> _WORK INSTRUCTION_
An exact, complete copy of the entries that follow is needed.

──────── DATA SHOWN ────────

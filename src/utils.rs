pub mod count_substring_occurrences;
pub use count_substring_occurrences::count_substring_occurrences;

pub mod rank_label;
pub use rank_label::rank_label;

pub mod read_inbound_messages;
pub use read_inbound_messages::read_inbound_messages;

pub mod read_index_snapshot;
pub use read_index_snapshot::read_index_snapshot;

pub mod sort_breakdown;
pub use sort_breakdown::sort_breakdown;

pub mod write_index_snapshot;
pub use write_index_snapshot::write_index_snapshot;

────────

> _COMPLETED EXERCISE_
filename src/utils.rs
pub mod count_substring_occurrences;
pub use count_substring_occurrences::count_substring_occurrences;

pub mod rank_label;
pub use rank_label::rank_label;

pub mod read_inbound_messages;
pub use read_inbound_messages::read_inbound_messages;

pub mod read_index_snapshot;
pub use read_index_snapshot::read_index_snapshot;

pub mod sort_breakdown;
pub use sort_breakdown::sort_breakdown;

pub mod write_index_snapshot;
pub use write_index_snapshot::write_index_snapshot;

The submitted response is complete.